Introduction
Il y a un mois, le gouvernement québécois annonçait son intention de consacrer 870 millions$ à la réfection du toit du Stade olympique. Un demi-siècle après sa construction, cette toiture arrive en fin de vie après environ vingt-mille déchirures.
Soutenue par certains, l’idée de le détruire (parce que cela éviterait une telle dépense) doit être rejetée pour une raison très simple; une grande métropole a besoin d’un stade sportif qui répond à ses besoins actuels et futurs.
Dans la liste des stades montréalais, les deuxième et troisième places sont occupées par des stades extérieurs d’une capacité nettement moindre : le stade Percival-Molson (25 000 places) et le stade de soccer Saputo (20 000 place).
Couvert, le Stade olympique (d’une capacité de 65 000 places) est unique et irremplaçable. De plus, c’est une structure emblématique de la métropole.
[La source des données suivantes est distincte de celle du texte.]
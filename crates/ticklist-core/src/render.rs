use std::io::{self, IsTerminal, Write};

use unicode_width::UnicodeWidthStr;

use crate::actions::ActionVisibility;
use crate::config::Config;
use crate::controller::Controller;
use crate::storage::Storage;
use crate::theme::{Palette, Theme};

/// Draws the current controller state. Holds no task state of its own.
#[derive(Debug, Clone)]
pub struct Renderer {
    color: bool,
    command_prefix: &'static str,
}

impl Renderer {
    /// Colour needs both `color=on` and a terminal on stdout.
    pub fn new(cfg: &Config) -> Self {
        Self {
            color: cfg.color && io::stdout().is_terminal(),
            command_prefix: "",
        }
    }

    pub fn plain() -> Self {
        Self {
            color: false,
            command_prefix: "",
        }
    }

    /// Shell commands are typed with a leading `:`.
    pub fn with_command_prefix(mut self, prefix: &'static str) -> Self {
        self.command_prefix = prefix;
        self
    }

    #[tracing::instrument(skip_all)]
    pub fn render<S: Storage, W: Write>(
        &self,
        controller: &Controller<S>,
        out: &mut W,
    ) -> anyhow::Result<()> {
        let palette = controller.theme().palette();
        let tasks = controller.tasks();

        if tasks.is_empty() {
            writeln!(out, "No tasks.")?;
        } else {
            let headers = vec![
                "#".to_string(),
                "Sel".to_string(),
                "Done".to_string(),
                "Task".to_string(),
            ];

            let rows = tasks
                .iter()
                .enumerate()
                .map(|(idx, task)| {
                    let checkbox = if task.selected { "[x]" } else { "[ ]" };
                    let done = if task.completed { "yes" } else { "" };
                    let text_code = if task.completed {
                        palette.completed
                    } else {
                        palette.text
                    };
                    vec![
                        self.paint(&(idx + 1).to_string(), palette.position),
                        self.paint(checkbox, palette.checkbox),
                        done.to_string(),
                        self.paint(&task.text, text_code),
                    ]
                })
                .collect();

            write_table(&mut *out, headers, rows)?;
        }

        self.render_controls(controller.visibility(), &palette, out)
    }

    pub fn render_controls<W: Write>(
        &self,
        visibility: ActionVisibility,
        palette: &Palette,
        out: &mut W,
    ) -> anyhow::Result<()> {
        let visible = visibility.visible();
        if visible.is_empty() {
            return Ok(());
        }

        let controls = visible
            .iter()
            .map(|action| {
                format!(
                    "{} [{}{}]",
                    action.label(),
                    self.command_prefix,
                    action.command_name()
                )
            })
            .collect::<Vec<_>>()
            .join(" | ");
        writeln!(out, "{}", self.paint(&format!("Actions: {controls}"), palette.controls))?;
        Ok(())
    }

    pub fn render_settings_menu<W: Write>(&self, theme: Theme, out: &mut W) -> anyhow::Result<()> {
        let palette = theme.palette();
        let dark = if theme == Theme::Dark { "on" } else { "off" };
        writeln!(
            out,
            "{}",
            self.paint(
                &format!(
                    "Settings: dark mode {dark} [{p}theme] | clear all tasks [{p}clear]",
                    p = self.command_prefix
                ),
                palette.controls
            )
        )?;
        Ok(())
    }

    fn paint(&self, text: &str, code: &str) -> String {
        if !self.color {
            return text.to_string();
        }
        format!("\x1b[{code}m{text}\x1b[0m")
    }
}

fn write_table<W: Write>(
    mut writer: W,
    headers: Vec<String>,
    rows: Vec<Vec<String>>,
) -> anyhow::Result<()> {
    let column_count = headers.len();
    let mut widths = vec![0usize; column_count];

    for (idx, header) in headers.iter().enumerate() {
        widths[idx] = widths[idx].max(UnicodeWidthStr::width(header.as_str()));
    }

    for row in &rows {
        for (idx, cell) in row.iter().enumerate() {
            widths[idx] = widths[idx].max(UnicodeWidthStr::width(strip_ansi(cell).as_str()));
        }
    }

    let last = column_count.saturating_sub(1);
    for (idx, header) in headers.iter().enumerate() {
        if idx == last {
            write!(writer, "{header}")?;
        } else {
            write!(writer, "{:width$} ", header, width = widths[idx])?;
        }
    }
    writeln!(writer)?;

    for (idx, width) in widths.iter().enumerate() {
        write!(writer, "{:-<width$}", "", width = *width)?;
        if idx != last {
            write!(writer, " ")?;
        }
    }
    writeln!(writer)?;

    for row in rows {
        for (idx, cell) in row.iter().enumerate() {
            if idx == last {
                write!(writer, "{cell}")?;
                continue;
            }
            let visible_width = UnicodeWidthStr::width(strip_ansi(cell).as_str());
            let padding = widths[idx].saturating_sub(visible_width);
            write!(writer, "{}{} ", cell, " ".repeat(padding))?;
        }
        writeln!(writer)?;
    }

    Ok(())
}

fn strip_ansi(s: &str) -> String {
    let mut out = String::with_capacity(s.len());
    let mut escaped = false;

    for ch in s.chars() {
        if escaped {
            if ch == 'm' {
                escaped = false;
            }
            continue;
        }

        if ch == '\x1b' {
            escaped = true;
            continue;
        }

        out.push(ch);
    }

    out
}
use serde::{Deserialize, Serialize};

/// One entry in the list. Identity is its position; there is no id field.
#[derive(Debug, Clone, Serialize, Deserialize, PartialEq, Eq)]
pub struct Task {
    pub text: String,

    #[serde(default)]
    pub selected: bool,

    #[serde(default)]
    pub completed: bool,
}

#[derive(Debug, Clone, Copy, PartialEq, Eq)]
pub enum TaskState {
    Open,
    Selected,
    Done,
    SelectedDone,
}

impl Task {
    pub fn new_open(text: String) -> Self {
        Self {
            text,
            selected: false,
            completed: false,
        }
    }

    pub fn state(&self) -> TaskState {
        match (self.selected, self.completed) {
            (false, false) => TaskState::Open,
            (true, false) => TaskState::Selected,
            (false, true) => TaskState::Done,
            (true, true) => TaskState::SelectedDone,
        }
    }
}
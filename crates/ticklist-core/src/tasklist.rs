use tracing::{debug, trace};

use crate::task::Task;

/// Ordered, in-memory task collection. Positions are 0-based.
#[derive(Debug, Clone, Default, PartialEq, Eq)]
pub struct TaskList {
    tasks: Vec<Task>,
}

impl TaskList {
    pub fn new() -> Self {
        Self::default()
    }

    pub fn from_tasks(tasks: Vec<Task>) -> Self {
        Self { tasks }
    }

    pub fn len(&self) -> usize {
        self.tasks.len()
    }

    pub fn is_empty(&self) -> bool {
        self.tasks.is_empty()
    }

    pub fn get(&self, pos: usize) -> Option<&Task> {
        self.tasks.get(pos)
    }

    pub fn iter(&self) -> impl Iterator<Item = &Task> {
        self.tasks.iter()
    }

    pub fn as_slice(&self) -> &[Task] {
        &self.tasks
    }

    pub fn push(&mut self, task: Task) {
        trace!(text = %task.text, "appending task");
        self.tasks.push(task);
    }

    pub fn remove(&mut self, pos: usize) -> Option<Task> {
        if pos < self.tasks.len() {
            Some(self.tasks.remove(pos))
        } else {
            None
        }
    }

    pub fn toggle_selected(&mut self, pos: usize) -> Option<bool> {
        let task = self.tasks.get_mut(pos)?;
        task.selected = !task.selected;
        Some(task.selected)
    }

    pub fn toggle_completed(&mut self, pos: usize) -> Option<bool> {
        let task = self.tasks.get_mut(pos)?;
        task.completed = !task.completed;
        Some(task.completed)
    }

    pub fn set_text(&mut self, pos: usize, text: String) -> Option<String> {
        let task = self.tasks.get_mut(pos)?;
        Some(std::mem::replace(&mut task.text, text))
    }

    /// Selected tasks become completed and lose their selection.
    pub fn mark_selected_done(&mut self) -> usize {
        let mut changed = 0;
        for task in self.tasks.iter_mut().filter(|t| t.selected) {
            task.completed = true;
            task.selected = false;
            changed += 1;
        }
        debug!(changed, "marked selected tasks done");
        changed
    }

    /// Only tasks that are both selected and completed are reverted; a
    /// selected open task keeps its checkbox.
    pub fn undo_selected_done(&mut self) -> usize {
        let mut changed = 0;
        for task in self
            .tasks
            .iter_mut()
            .filter(|t| t.selected && t.completed)
        {
            task.completed = false;
            task.selected = false;
            changed += 1;
        }
        debug!(changed, "reverted selected completed tasks");
        changed
    }

    pub fn remove_selected(&mut self) -> usize {
        let before = self.tasks.len();
        self.tasks.retain(|t| !t.selected);
        let removed = before - self.tasks.len();
        debug!(removed, "removed selected tasks");
        removed
    }

    pub fn clear(&mut self) -> usize {
        let removed = self.tasks.len();
        self.tasks.clear();
        removed
    }
}
use std::ffi::OsString;
use std::io::IsTerminal;
use std::path::PathBuf;

use anyhow::anyhow;
use clap::{ArgAction, Parser};
use tracing::debug;
use tracing_subscriber::EnvFilter;

use crate::commands::{expand_command_abbrev, known_command_names};
use crate::config::Config;

#[derive(Parser, Debug, Clone)]
#[command(
    name = "ticklist",
    version,
    about = "ticklist: a small persistent task list",
    disable_help_subcommand = true
)]
pub struct GlobalCli {
    /// More log output on stderr (repeatable).
    #[arg(short = 'v', long = "verbose", action = ArgAction::Count)]
    pub verbose: u8,

    /// Less log output on stderr (repeatable).
    #[arg(short = 'q', long = "quiet", action = ArgAction::Count)]
    pub quiet: u8,

    /// Override one config key, e.g. `--rc confirmation=off`.
    #[arg(long = "rc", value_name = "KEY=VALUE", value_parser = parse_rc_flag)]
    pub rc_overrides: Vec<(String, String)>,

    #[arg(long = "ticklistrc", value_name = "FILE")]
    pub ticklistrc: Option<PathBuf>,

    #[arg(long = "data", value_name = "DIR")]
    pub data: Option<PathBuf>,

    #[arg(trailing_var_arg = true, allow_hyphen_values = true)]
    pub rest: Vec<OsString>,
}

/// Arguments with positional `rc.key=value` tokens taken out.
#[derive(Debug, Clone, Default)]
pub struct PreprocessedArgs {
    pub cleaned_args: Vec<OsString>,
    pub rc_overrides: Vec<(String, String)>,
}

/// Splits `key=value` or `key:value` at the first separator and drops a
/// leading `rc.` from the key.
fn split_override(token: &str) -> Option<(String, String)> {
    let (key, value) = token.split_once(['=', ':'])?;
    let key = key.trim();
    let key = key.strip_prefix("rc.").unwrap_or(key);
    if key.is_empty() {
        return None;
    }
    Some((key.to_string(), value.trim().to_string()))
}

fn parse_rc_flag(s: &str) -> Result<(String, String), String> {
    split_override(s).ok_or_else(|| format!("expected KEY=VALUE, got: {s}"))
}

/// Pulls `rc.key=value` / `rc.key:value` out of the argument list. The
/// binary name in position 0 is never touched.
#[tracing::instrument(skip_all)]
pub fn preprocess_args(raw: &[OsString]) -> PreprocessedArgs {
    let mut pre = PreprocessedArgs::default();

    for (idx, arg) in raw.iter().enumerate() {
        let captured = arg
            .to_str()
            .filter(|s| idx > 0 && s.starts_with("rc."))
            .and_then(split_override);

        match captured {
            Some((key, value)) => {
                debug!(%key, %value, "captured positional rc override");
                pre.rc_overrides.push((key, value));
            }
            None => pre.cleaned_args.push(arg.clone()),
        }
    }

    pre
}

fn default_filter(verbose: u8, quiet: u8) -> &'static str {
    match (quiet, verbose) {
        (2.., _) => "error",
        (1, _) | (0, 0) => "warn",
        (0, 1) => "info",
        (0, 2) => "debug",
        _ => "trace",
    }
}

/// Logs go to stderr so command output on stdout stays clean. `RUST_LOG`
/// wins over `-v`/`-q`.
pub fn init_tracing(verbose: u8, quiet: u8) -> anyhow::Result<()> {
    let filter = EnvFilter::try_from_default_env()
        .or_else(|_| EnvFilter::try_new(default_filter(verbose, quiet)))
        .map_err(|e| anyhow!("invalid RUST_LOG / log filter: {e}"))?;

    let result = tracing_subscriber::fmt()
        .with_env_filter(filter)
        .with_writer(std::io::stderr)
        .with_target(true)
        .with_ansi(std::io::stderr().is_terminal())
        .try_init();

    if let Err(err) = result {
        debug!(error = %err, "tracing subscriber already set, continuing");
    }

    Ok(())
}

/// The resolved command word plus its remaining arguments.
#[derive(Debug, Clone, PartialEq, Eq)]
pub struct Invocation {
    pub command: String,
    pub command_args: Vec<String>,
}

impl Invocation {
    #[tracing::instrument(skip(cfg, rest))]
    pub fn parse(cfg: &Config, rest: Vec<OsString>) -> anyhow::Result<Self> {
        let mut tokens = rest
            .into_iter()
            .map(|arg| arg.to_string_lossy().into_owned());

        let Some(first) = tokens.next() else {
            debug!(command = %cfg.default_command, "no explicit command, using default");
            return Ok(Self {
                command: cfg.default_command.clone(),
                command_args: vec![],
            });
        };

        let known = known_command_names();
        let command = expand_command_abbrev(&first, &known)
            .ok_or_else(|| anyhow!("unknown or ambiguous command: {first}"))?;
        debug!(token = %first, expanded = %command, "resolved command token");

        Ok(Self {
            command: command.to_string(),
            command_args: tokens.collect(),
        })
    }
}

#[cfg(test)]
mod tests {
    use std::ffi::OsString;

    use clap::Parser;

    use super::{GlobalCli, Invocation, default_filter, preprocess_args};
    use crate::config::Config;

    fn os(args: &[&str]) -> Vec<OsString> {
        args.iter().map(OsString::from).collect()
    }

    fn pair(key: &str, value: &str) -> (String, String) {
        (key.to_string(), value.to_string())
    }

    #[test]
    fn positional_rc_overrides_are_extracted() {
        let pre = preprocess_args(&os(&[
            "ticklist",
            "rc.color:off",
            "list",
            "rc.confirmation=no",
            "rc.nothing",
        ]));
        assert_eq!(pre.cleaned_args, os(&["ticklist", "list", "rc.nothing"]));
        assert_eq!(
            pre.rc_overrides,
            vec![pair("color", "off"), pair("confirmation", "no")]
        );
    }

    #[test]
    fn rc_flag_and_trailing_command() {
        let cli = GlobalCli::try_parse_from(os(&[
            "ticklist",
            "--rc",
            "rc.data.location=/tmp/tl",
            "-vv",
            "clear",
            "--yes",
        ]))
        .expect("parse");
        assert_eq!(cli.rc_overrides, vec![pair("data.location", "/tmp/tl")]);
        assert_eq!(cli.verbose, 2);
        assert_eq!(cli.rest, os(&["clear", "--yes"]));

        assert!(GlobalCli::try_parse_from(os(&["ticklist", "--rc", "novalue"])).is_err());
    }

    #[test]
    fn verbosity_maps_to_filter() {
        assert_eq!(default_filter(0, 0), "warn");
        assert_eq!(default_filter(1, 0), "info");
        assert_eq!(default_filter(3, 0), "trace");
        assert_eq!(default_filter(2, 1), "warn");
        assert_eq!(default_filter(0, 2), "error");
    }

    #[test]
    fn abbreviated_command_is_expanded() {
        let inv = Invocation::parse(&Config::default(), os(&["sel", "2"])).expect("parse");
        assert_eq!(inv.command, "select");
        assert_eq!(inv.command_args, vec!["2".to_string()]);
    }

    #[test]
    fn empty_invocation_uses_default_command() {
        let inv = Invocation::parse(&Config::default(), vec![]).expect("parse");
        assert_eq!(inv.command, "list");

        let cfg = Config::from_entries(vec![pair("default.command", "export")]).expect("config");
        let inv = Invocation::parse(&cfg, vec![]).expect("parse");
        assert_eq!(inv.command, "export");
    }

    #[test]
    fn unknown_command_is_rejected() {
        assert!(Invocation::parse(&Config::default(), os(&["frobnicate"])).is_err());
    }
}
La neige et le verglas : des dangers sous-estimés
Pour vendre le nouveau toit, on nous promet une meilleure acoustique. Ce qui permettrait, dit-on, de rentabiliser cet investissement en rendant possible la tenue à Montréal de concerts de vedettes pop d’envergure mondiale comme Taylor Swift.
Tout ceci fait penser à la fable ‘La laitière et le pot au lait’; on ne construit pas un modèle d’affaires sur du vent.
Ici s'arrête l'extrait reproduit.